> [Records for this exercise]
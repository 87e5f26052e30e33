use chrono::Utc;
use clap::{Args, Parser, Subcommand, ValueEnum};
use dora_metrics::aggregator::{DoraAggregator, MetricsRequest};
use dora_metrics::config::AppConfig;
use dora_metrics::metrics::{developer_monthly_stats, summarize_pull_requests};
use dora_metrics::period::ReportPeriod;
use std::path::PathBuf;
use tracing::info;
use tracing_subscriber::{layer::SubscriberExt, util::SubscriberInitExt};

#[derive(Parser)]
#[command(name = "dora-metrics")]
#[command(about = "Deployment frequency and lead time metrics from GitHub activity")]
struct Cli {
    /// Path to a TOML config file (defaults to ./dora-metrics.toml if present)
    #[arg(long, global = true)]
    config: Option<PathBuf>,

    #[command(subcommand)]
    command: Commands,
}

#[derive(Subcommand)]
enum Commands {
    /// Compute deployment frequency and lead time
    Metrics(RangeArgs),
    /// List merged pull requests with volume stats
    PullRequests {
        #[command(flatten)]
        range: RangeArgs,

        /// Restrict the per-developer breakdown to one author
        #[arg(long)]
        developer: Option<String>,
    },
    /// List repositories of an organization or user
    Repos {
        #[arg(long)]
        account: String,
    },
}

#[derive(Args)]
struct RangeArgs {
    /// Organization or user owning the repositories
    #[arg(long)]
    org: String,

    /// Repository name (repeatable)
    #[arg(long = "repo", required = true)]
    repos: Vec<String>,

    /// Start date, YYYY-MM-DD
    #[arg(long, requires = "to", conflicts_with = "period")]
    from: Option<String>,

    /// End date (inclusive), YYYY-MM-DD
    #[arg(long, requires = "from", conflicts_with = "period")]
    to: Option<String>,

    /// Predefined reporting window ending before today
    #[arg(long, value_enum)]
    period: Option<PeriodArg>,
}

#[derive(Clone, Copy, ValueEnum)]
enum PeriodArg {
    LastWeek,
    LastMonth,
}

impl RangeArgs {
    fn into_request(self) -> Result<MetricsRequest, Box<dyn std::error::Error>> {
        let (from_date, to_date) = match (self.from, self.to, self.period) {
            (Some(from), Some(to), _) => (from, to),
            (_, _, Some(period)) => {
                let period = match period {
                    PeriodArg::LastWeek => ReportPeriod::LastWeek,
                    PeriodArg::LastMonth => ReportPeriod::LastMonth,
                };
                let range = period.range_before(Utc::now().date_naive());
                (range.from.to_string(), range.to.to_string())
            }
            _ => return Err("either --from/--to or --period is required".into()),
        };

        Ok(MetricsRequest {
            org: self.org,
            repos: self.repos,
            from_date,
            to_date,
        })
    }
}

#[tokio::main]
async fn main() -> Result<(), Box<dyn std::error::Error>> {
    tracing_subscriber::registry()
        .with(
            tracing_subscriber::EnvFilter::try_from_default_env()
                .unwrap_or_else(|_| "dora_metrics=info".into()),
        )
        .with(tracing_subscriber::fmt::layer().with_writer(std::io::stderr))
        .init();

    let cli = Cli::parse();

    let config = AppConfig::load_from(cli.config.as_deref())?;
    info!("Configuration loaded");

    let aggregator = DoraAggregator::from_config(&config)?;

    let output = match cli.command {
        Commands::Metrics(args) => {
            let request = args.into_request()?;
            let metrics = aggregator.compute(&request).await?;
            serde_json::to_value(metrics)?
        }
        Commands::PullRequests { range, developer } => {
            let request = range.into_request()?;
            let prs = aggregator.fetch_merged_prs(&request).await?;
            let stats = summarize_pull_requests(&prs);
            let by_developer = developer_monthly_stats(&prs, developer.as_deref());
            serde_json::json!({
                "total_prs": prs.len(),
                "stats": stats,
                "by_developer": by_developer,
                "prs": prs,
            })
        }
        Commands::Repos { account } => {
            let repos = aggregator.fetcher().list_repositories(&account).await?;
            serde_json::to_value(repos)?
        }
    };

    println!("{}", serde_json::to_string_pretty(&output)?);
    Ok(())
}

> [Work order]
Print, without alteration, only the lines above between the one holding "date (inclusive), YYYY-MM-DD" and the one holding "let aggregator = DoraAggregator::from_config(&config)?;", inclusive.

> [Exercise answer]
    /// End date (inclusive), YYYY-MM-DD
    #[arg(long, requires = "from", conflicts_with = "period")]
    to: Option<String>,

    /// Predefined reporting window ending before today
    #[arg(long, value_enum)]
    period: Option<PeriodArg>,
}

#[derive(Clone, Copy, ValueEnum)]
enum PeriodArg {
    LastWeek,
    LastMonth,
}

impl RangeArgs {
    fn into_request(self) -> Result<MetricsRequest, Box<dyn std::error::Error>> {
        let (from_date, to_date) = match (self.from, self.to, self.period) {
            (Some(from), Some(to), _) => (from, to),
            (_, _, Some(period)) => {
                let period = match period {
                    PeriodArg::LastWeek => ReportPeriod::LastWeek,
                    PeriodArg::LastMonth => ReportPeriod::LastMonth,
                };
                let range = period.range_before(Utc::now().date_naive());
                (range.from.to_string(), range.to.to_string())
            }
            _ => return Err("either --from/--to or --period is required".into()),
        };

        Ok(MetricsRequest {
            org: self.org,
            repos: self.repos,
            from_date,
            to_date,
        })
    }
}

#[tokio::main]
async fn main() -> Result<(), Box<dyn std::error::Error>> {
    tracing_subscriber::registry()
        .with(
            tracing_subscriber::EnvFilter::try_from_default_env()
                .unwrap_or_else(|_| "dora_metrics=info".into()),
        )
        .with(tracing_subscriber::fmt::layer().with_writer(std::io::stderr))
        .init();

    let cli = Cli::parse();

    let config = AppConfig::load_from(cli.config.as_deref())?;
    info!("Configuration loaded");

    let aggregator = DoraAggregator::from_config(&config)?;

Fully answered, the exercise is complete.